All lines in the records that carry the string "Cell" are to be shown.
========
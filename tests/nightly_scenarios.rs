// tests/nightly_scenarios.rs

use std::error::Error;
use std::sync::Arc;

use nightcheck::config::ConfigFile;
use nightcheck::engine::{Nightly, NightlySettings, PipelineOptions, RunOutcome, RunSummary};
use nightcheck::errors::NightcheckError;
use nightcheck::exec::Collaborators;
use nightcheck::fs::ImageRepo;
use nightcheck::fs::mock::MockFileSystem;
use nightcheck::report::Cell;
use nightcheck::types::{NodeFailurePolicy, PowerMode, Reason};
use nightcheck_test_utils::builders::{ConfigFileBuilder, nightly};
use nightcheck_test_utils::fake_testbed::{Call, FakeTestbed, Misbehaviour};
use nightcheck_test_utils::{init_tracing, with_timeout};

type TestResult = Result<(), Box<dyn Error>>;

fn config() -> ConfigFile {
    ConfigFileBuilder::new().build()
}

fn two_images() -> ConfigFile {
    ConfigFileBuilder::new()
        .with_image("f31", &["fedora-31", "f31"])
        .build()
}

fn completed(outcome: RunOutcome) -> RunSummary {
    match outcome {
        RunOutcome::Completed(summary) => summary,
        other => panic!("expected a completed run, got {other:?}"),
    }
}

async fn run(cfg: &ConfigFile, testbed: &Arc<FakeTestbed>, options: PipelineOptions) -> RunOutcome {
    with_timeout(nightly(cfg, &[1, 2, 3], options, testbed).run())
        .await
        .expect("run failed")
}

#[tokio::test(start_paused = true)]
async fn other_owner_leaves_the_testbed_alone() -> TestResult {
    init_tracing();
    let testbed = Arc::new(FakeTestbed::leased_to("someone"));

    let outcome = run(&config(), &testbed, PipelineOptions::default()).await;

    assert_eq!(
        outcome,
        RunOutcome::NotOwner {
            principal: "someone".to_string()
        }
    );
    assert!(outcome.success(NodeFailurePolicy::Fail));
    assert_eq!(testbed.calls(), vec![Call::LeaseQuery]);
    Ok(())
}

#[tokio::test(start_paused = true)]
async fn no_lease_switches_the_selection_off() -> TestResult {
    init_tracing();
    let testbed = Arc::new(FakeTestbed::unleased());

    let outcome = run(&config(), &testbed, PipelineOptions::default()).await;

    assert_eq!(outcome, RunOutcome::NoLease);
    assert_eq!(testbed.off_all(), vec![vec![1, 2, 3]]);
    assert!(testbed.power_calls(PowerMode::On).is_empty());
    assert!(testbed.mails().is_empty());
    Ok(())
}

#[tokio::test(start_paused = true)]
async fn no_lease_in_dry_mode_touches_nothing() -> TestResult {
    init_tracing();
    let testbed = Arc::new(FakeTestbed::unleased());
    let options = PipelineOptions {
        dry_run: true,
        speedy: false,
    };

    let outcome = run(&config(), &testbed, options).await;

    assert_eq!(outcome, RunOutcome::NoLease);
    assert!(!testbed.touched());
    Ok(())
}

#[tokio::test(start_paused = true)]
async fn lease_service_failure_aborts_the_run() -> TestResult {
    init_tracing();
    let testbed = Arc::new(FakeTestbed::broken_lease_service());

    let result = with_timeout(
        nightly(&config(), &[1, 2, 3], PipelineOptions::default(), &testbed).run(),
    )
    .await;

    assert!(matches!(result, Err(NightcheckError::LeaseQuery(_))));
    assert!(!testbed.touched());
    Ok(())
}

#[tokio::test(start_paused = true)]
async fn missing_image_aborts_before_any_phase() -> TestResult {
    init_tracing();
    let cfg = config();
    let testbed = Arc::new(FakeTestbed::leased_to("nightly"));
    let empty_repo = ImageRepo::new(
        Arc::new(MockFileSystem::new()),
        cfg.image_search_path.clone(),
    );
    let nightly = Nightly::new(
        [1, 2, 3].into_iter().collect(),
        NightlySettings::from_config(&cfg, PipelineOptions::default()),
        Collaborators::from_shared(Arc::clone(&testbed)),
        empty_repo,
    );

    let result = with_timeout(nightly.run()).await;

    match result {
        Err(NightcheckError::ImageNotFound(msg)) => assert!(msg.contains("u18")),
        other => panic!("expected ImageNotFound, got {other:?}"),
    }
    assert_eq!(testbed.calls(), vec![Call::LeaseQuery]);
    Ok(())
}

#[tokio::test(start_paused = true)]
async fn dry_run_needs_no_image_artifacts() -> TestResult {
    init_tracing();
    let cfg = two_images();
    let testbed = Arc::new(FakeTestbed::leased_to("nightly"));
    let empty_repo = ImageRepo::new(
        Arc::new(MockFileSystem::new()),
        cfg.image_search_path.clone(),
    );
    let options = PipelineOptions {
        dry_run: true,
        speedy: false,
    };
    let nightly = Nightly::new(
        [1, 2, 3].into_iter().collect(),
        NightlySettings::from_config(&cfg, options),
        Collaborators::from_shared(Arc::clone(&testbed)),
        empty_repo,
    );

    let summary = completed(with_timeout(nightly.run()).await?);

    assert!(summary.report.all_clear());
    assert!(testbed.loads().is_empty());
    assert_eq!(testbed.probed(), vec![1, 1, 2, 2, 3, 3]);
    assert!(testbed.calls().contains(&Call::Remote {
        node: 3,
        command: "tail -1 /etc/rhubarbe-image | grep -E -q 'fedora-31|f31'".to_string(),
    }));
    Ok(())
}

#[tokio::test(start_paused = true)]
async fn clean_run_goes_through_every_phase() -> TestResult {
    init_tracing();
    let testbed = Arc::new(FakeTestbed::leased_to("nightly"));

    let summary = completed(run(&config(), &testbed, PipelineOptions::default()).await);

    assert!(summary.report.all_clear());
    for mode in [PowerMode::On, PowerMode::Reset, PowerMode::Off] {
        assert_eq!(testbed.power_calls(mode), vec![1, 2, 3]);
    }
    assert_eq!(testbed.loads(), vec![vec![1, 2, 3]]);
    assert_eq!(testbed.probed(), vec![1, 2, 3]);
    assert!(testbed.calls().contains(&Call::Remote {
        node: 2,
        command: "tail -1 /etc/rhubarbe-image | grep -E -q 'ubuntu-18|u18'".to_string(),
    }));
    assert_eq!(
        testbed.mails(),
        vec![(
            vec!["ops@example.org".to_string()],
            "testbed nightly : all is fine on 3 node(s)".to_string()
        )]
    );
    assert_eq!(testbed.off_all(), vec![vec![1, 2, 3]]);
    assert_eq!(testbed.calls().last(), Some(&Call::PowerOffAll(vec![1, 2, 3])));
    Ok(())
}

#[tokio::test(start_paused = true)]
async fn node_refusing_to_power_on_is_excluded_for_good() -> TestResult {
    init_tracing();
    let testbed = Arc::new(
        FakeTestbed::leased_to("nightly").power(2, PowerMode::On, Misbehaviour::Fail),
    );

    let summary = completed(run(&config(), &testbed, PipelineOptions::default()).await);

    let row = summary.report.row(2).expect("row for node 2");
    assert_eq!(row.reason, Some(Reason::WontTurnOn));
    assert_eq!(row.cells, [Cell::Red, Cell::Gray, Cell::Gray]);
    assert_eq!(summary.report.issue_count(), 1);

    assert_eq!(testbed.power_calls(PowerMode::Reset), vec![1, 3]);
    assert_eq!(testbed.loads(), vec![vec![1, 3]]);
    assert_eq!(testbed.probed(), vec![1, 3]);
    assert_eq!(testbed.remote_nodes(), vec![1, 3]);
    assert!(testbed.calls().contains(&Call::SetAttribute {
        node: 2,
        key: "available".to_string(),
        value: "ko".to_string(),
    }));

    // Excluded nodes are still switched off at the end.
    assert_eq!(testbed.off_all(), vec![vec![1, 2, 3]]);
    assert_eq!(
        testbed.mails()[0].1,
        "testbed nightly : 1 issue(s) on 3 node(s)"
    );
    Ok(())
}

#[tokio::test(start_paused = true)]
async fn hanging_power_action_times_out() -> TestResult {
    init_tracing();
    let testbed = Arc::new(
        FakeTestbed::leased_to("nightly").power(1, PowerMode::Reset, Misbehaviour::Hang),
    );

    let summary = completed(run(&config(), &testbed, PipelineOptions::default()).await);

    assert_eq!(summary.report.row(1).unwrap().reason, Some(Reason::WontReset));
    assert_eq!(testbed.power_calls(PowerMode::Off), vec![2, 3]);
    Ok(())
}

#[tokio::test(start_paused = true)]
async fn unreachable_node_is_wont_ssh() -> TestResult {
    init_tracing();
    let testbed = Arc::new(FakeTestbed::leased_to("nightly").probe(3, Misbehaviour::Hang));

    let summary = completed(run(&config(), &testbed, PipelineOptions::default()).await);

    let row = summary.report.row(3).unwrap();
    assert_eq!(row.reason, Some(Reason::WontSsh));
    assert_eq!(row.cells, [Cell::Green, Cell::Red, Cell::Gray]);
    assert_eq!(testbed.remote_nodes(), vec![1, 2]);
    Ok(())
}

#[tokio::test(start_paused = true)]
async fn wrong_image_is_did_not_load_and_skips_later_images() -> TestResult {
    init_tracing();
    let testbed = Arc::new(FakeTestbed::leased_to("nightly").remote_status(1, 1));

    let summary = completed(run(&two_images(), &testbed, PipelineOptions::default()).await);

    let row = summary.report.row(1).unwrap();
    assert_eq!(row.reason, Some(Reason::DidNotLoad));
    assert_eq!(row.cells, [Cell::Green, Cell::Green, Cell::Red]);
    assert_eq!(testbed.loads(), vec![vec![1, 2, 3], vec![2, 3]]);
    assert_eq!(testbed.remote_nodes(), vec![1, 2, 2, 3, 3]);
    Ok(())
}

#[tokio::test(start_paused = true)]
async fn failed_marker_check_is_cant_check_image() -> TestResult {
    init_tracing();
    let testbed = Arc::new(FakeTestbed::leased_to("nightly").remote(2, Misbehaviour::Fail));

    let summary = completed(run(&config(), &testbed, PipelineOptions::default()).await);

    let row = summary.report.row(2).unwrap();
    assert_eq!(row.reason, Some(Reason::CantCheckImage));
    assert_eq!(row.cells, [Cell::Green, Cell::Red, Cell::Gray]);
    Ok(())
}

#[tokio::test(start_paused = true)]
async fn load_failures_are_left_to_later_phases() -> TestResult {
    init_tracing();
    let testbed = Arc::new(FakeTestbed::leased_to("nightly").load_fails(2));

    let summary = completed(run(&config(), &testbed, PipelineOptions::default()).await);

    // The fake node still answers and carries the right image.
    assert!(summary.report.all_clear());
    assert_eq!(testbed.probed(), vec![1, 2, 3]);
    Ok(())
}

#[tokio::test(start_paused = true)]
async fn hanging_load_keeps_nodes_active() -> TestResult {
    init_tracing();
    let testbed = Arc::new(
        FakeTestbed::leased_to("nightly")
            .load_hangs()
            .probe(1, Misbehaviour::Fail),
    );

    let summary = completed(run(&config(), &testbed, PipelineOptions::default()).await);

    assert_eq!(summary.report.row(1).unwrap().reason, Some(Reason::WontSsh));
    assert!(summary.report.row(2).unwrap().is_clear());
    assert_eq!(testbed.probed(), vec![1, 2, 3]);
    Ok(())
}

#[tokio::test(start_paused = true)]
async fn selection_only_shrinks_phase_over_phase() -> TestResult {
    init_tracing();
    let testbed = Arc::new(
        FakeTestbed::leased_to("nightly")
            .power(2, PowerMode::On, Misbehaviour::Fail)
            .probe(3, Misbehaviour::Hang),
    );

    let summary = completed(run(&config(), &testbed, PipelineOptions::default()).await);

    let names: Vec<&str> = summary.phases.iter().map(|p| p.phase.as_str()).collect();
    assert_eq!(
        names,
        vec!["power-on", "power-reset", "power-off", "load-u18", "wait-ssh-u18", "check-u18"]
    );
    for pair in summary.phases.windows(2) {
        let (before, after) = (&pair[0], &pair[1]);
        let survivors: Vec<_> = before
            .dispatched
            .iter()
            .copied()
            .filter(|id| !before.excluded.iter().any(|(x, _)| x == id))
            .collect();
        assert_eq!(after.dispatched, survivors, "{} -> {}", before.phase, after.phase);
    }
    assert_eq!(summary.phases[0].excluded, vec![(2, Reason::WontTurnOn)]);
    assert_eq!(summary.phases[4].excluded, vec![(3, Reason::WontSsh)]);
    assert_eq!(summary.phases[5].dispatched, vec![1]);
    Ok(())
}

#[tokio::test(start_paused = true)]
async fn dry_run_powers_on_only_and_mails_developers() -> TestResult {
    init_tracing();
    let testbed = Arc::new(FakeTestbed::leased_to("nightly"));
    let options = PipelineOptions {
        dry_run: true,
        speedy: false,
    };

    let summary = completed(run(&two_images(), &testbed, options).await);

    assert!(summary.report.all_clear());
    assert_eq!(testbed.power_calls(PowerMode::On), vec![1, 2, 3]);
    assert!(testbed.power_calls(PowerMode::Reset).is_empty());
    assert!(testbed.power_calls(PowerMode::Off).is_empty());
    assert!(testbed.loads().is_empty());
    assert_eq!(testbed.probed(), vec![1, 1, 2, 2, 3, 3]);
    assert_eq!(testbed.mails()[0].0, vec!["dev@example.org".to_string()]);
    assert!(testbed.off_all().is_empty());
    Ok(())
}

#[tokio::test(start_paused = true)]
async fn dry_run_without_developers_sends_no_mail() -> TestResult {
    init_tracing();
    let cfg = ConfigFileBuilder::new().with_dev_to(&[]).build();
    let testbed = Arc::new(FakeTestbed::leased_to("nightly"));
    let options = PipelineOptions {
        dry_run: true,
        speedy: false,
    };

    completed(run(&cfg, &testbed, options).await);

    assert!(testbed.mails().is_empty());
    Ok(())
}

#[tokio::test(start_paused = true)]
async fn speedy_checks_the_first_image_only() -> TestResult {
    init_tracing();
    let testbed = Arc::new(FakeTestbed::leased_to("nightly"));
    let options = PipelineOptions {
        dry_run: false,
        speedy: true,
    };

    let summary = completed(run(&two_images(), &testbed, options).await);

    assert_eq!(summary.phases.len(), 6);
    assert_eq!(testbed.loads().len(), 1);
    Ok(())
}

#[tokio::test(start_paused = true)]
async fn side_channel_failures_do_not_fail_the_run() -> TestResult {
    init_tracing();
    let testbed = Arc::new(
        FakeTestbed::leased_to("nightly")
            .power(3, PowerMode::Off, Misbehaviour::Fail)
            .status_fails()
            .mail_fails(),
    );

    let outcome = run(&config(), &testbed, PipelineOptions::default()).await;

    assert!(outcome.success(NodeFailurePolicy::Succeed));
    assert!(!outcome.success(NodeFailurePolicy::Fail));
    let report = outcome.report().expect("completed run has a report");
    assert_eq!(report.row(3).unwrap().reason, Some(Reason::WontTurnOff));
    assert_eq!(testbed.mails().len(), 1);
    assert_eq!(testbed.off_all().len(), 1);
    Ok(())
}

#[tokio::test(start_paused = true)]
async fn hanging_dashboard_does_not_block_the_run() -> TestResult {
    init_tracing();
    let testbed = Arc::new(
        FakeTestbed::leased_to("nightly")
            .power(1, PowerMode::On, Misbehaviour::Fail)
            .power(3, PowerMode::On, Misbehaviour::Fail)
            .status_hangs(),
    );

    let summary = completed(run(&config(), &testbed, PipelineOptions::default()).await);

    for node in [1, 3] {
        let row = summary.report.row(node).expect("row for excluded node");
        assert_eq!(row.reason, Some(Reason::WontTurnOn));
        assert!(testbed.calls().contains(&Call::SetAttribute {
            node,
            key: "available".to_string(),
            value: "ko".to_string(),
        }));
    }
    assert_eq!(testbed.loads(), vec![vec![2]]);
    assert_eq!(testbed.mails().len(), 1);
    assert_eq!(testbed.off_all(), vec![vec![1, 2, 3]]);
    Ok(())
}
========
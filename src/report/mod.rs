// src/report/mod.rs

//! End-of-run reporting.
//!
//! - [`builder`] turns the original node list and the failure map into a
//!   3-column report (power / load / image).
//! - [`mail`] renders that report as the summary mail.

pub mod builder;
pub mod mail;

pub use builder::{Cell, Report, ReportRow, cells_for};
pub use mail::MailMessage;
========
> **EXERCISE ANSWER**
use nightcheck::report::Cell;
    assert_eq!(row.cells, [Cell::Red, Cell::Gray, Cell::Gray]);
    assert_eq!(row.cells, [Cell::Green, Cell::Red, Cell::Gray]);
    assert_eq!(row.cells, [Cell::Green, Cell::Green, Cell::Red]);
    assert_eq!(row.cells, [Cell::Green, Cell::Red, Cell::Gray]);
pub use builder::{Cell, Report, ReportRow, cells_for};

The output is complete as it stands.